#### DATA ####

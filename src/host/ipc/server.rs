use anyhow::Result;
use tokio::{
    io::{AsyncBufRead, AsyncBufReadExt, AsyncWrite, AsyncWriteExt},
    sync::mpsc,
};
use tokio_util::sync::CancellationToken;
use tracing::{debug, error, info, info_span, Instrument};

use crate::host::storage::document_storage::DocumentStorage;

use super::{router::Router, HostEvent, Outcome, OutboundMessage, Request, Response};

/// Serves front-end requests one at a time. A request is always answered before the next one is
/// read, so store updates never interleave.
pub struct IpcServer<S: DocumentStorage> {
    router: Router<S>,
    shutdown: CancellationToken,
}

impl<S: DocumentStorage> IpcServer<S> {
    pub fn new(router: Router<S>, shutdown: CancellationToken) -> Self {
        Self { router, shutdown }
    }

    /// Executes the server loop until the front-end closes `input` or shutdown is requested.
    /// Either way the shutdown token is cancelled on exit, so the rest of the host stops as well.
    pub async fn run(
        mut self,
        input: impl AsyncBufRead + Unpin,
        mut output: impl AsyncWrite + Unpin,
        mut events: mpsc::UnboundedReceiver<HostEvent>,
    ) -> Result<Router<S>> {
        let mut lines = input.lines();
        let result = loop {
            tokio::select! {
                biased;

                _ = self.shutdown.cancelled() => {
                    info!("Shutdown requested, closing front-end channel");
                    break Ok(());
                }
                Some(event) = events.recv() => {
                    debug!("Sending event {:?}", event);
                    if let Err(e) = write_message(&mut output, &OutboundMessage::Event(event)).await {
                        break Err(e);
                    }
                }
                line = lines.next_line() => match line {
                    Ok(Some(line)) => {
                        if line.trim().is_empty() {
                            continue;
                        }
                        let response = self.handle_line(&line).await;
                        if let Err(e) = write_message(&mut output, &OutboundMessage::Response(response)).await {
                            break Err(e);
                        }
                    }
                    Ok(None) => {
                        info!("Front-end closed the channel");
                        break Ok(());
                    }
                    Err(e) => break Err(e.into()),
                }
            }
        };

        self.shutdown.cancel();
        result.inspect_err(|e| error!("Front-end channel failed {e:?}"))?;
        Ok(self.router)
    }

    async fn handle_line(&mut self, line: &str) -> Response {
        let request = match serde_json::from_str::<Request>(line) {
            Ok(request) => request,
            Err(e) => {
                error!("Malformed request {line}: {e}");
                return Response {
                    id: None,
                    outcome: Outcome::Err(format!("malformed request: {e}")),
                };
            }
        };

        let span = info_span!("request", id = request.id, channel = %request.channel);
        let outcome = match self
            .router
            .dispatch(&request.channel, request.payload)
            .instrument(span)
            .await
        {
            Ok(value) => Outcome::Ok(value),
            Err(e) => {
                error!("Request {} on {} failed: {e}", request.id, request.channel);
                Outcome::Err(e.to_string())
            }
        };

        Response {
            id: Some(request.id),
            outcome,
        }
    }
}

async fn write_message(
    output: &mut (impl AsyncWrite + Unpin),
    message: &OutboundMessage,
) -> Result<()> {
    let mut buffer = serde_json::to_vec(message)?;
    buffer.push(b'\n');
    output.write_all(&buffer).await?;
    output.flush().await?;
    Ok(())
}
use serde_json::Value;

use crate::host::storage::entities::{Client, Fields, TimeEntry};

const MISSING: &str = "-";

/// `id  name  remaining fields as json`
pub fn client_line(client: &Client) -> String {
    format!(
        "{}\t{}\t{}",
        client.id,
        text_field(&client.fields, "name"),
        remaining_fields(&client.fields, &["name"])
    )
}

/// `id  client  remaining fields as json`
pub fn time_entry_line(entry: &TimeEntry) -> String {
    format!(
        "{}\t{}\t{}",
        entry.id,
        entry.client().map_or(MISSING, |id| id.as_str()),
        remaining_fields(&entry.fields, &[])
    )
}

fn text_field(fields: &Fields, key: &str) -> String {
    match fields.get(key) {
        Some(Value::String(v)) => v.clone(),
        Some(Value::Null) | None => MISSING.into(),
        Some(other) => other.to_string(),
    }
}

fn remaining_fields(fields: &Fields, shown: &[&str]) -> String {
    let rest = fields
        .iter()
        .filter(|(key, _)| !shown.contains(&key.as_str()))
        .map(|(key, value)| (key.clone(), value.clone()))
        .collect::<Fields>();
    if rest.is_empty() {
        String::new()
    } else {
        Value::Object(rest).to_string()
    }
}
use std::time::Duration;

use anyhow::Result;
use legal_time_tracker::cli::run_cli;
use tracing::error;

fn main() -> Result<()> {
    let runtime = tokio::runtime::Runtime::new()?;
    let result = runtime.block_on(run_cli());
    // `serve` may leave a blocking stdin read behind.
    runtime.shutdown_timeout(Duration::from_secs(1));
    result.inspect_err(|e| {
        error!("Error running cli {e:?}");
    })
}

####

**DIRECTIONS**
Copy every line of the records above exactly.

**TASK ANSWER**
filename src/host/ipc/server.rs
use anyhow::Result;
use tokio::{
    io::{AsyncBufRead, AsyncBufReadExt, AsyncWrite, AsyncWriteExt},
    sync::mpsc,
};
use tokio_util::sync::CancellationToken;
use tracing::{debug, error, info, info_span, Instrument};

use crate::host::storage::document_storage::DocumentStorage;

use super::{router::Router, HostEvent, Outcome, OutboundMessage, Request, Response};

/// Serves front-end requests one at a time. A request is always answered before the next one is
/// read, so store updates never interleave.
pub struct IpcServer<S: DocumentStorage> {
    router: Router<S>,
    shutdown: CancellationToken,
}

impl<S: DocumentStorage> IpcServer<S> {
    pub fn new(router: Router<S>, shutdown: CancellationToken) -> Self {
        Self { router, shutdown }
    }

    /// Executes the server loop until the front-end closes `input` or shutdown is requested.
    /// Either way the shutdown token is cancelled on exit, so the rest of the host stops as well.
    pub async fn run(
        mut self,
        input: impl AsyncBufRead + Unpin,
        mut output: impl AsyncWrite + Unpin,
        mut events: mpsc::UnboundedReceiver<HostEvent>,
    ) -> Result<Router<S>> {
        let mut lines = input.lines();
        let result = loop {
            tokio::select! {
                biased;

                _ = self.shutdown.cancelled() => {
                    info!("Shutdown requested, closing front-end channel");
                    break Ok(());
                }
                Some(event) = events.recv() => {
                    debug!("Sending event {:?}", event);
                    if let Err(e) = write_message(&mut output, &OutboundMessage::Event(event)).await {
                        break Err(e);
                    }
                }
                line = lines.next_line() => match line {
                    Ok(Some(line)) => {
                        if line.trim().is_empty() {
                            continue;
                        }
                        let response = self.handle_line(&line).await;
                        if let Err(e) = write_message(&mut output, &OutboundMessage::Response(response)).await {
                            break Err(e);
                        }
                    }
                    Ok(None) => {
                        info!("Front-end closed the channel");
                        break Ok(());
                    }
                    Err(e) => break Err(e.into()),
                }
            }
        };

        self.shutdown.cancel();
        result.inspect_err(|e| error!("Front-end channel failed {e:?}"))?;
        Ok(self.router)
    }

    async fn handle_line(&mut self, line: &str) -> Response {
        let request = match serde_json::from_str::<Request>(line) {
            Ok(request) => request,
            Err(e) => {
                error!("Malformed request {line}: {e}");
                return Response {
                    id: None,
                    outcome: Outcome::Err(format!("malformed request: {e}")),
                };
            }
        };

        let span = info_span!("request", id = request.id, channel = %request.channel);
        let outcome = match self
            .router
            .dispatch(&request.channel, request.payload)
            .instrument(span)
            .await
        {
            Ok(value) => Outcome::Ok(value),
            Err(e) => {
                error!("Request {} on {} failed: {e}", request.id, request.channel);
                Outcome::Err(e.to_string())
            }
        };

        Response {
            id: Some(request.id),
            outcome,
        }
    }
}

async fn write_message(
    output: &mut (impl AsyncWrite + Unpin),
    message: &OutboundMessage,
) -> Result<()> {
    let mut buffer = serde_json::to_vec(message)?;
    buffer.push(b'\n');
    output.write_all(&buffer).await?;
    output.flush().await?;
    Ok(())
}
use serde_json::Value;

use crate::host::storage::entities::{Client, Fields, TimeEntry};

const MISSING: &str = "-";

/// `id  name  remaining fields as json`
pub fn client_line(client: &Client) -> String {
    format!(
        "{}\t{}\t{}",
        client.id,
        text_field(&client.fields, "name"),
        remaining_fields(&client.fields, &["name"])
    )
}

/// `id  client  remaining fields as json`
pub fn time_entry_line(entry: &TimeEntry) -> String {
    format!(
        "{}\t{}\t{}",
        entry.id,
        entry.client().map_or(MISSING, |id| id.as_str()),
        remaining_fields(&entry.fields, &[])
    )
}

fn text_field(fields: &Fields, key: &str) -> String {
    match fields.get(key) {
        Some(Value::String(v)) => v.clone(),
        Some(Value::Null) | None => MISSING.into(),
        Some(other) => other.to_string(),
    }
}

fn remaining_fields(fields: &Fields, shown: &[&str]) -> String {
    let rest = fields
        .iter()
        .filter(|(key, _)| !shown.contains(&key.as_str()))
        .map(|(key, value)| (key.clone(), value.clone()))
        .collect::<Fields>();
    if rest.is_empty() {
        String::new()
    } else {
        Value::Object(rest).to_string()
    }
}
use std::time::Duration;

use anyhow::Result;
use legal_time_tracker::cli::run_cli;
use tracing::error;

fn main() -> Result<()> {
    let runtime = tokio::runtime::Runtime::new()?;
    let result = runtime.block_on(run_cli());
    // `serve` may leave a blocking stdin read behind.
    runtime.shutdown_timeout(Duration::from_secs(1));
    result.inspect_err(|e| {
        error!("Error running cli {e:?}");
    })
}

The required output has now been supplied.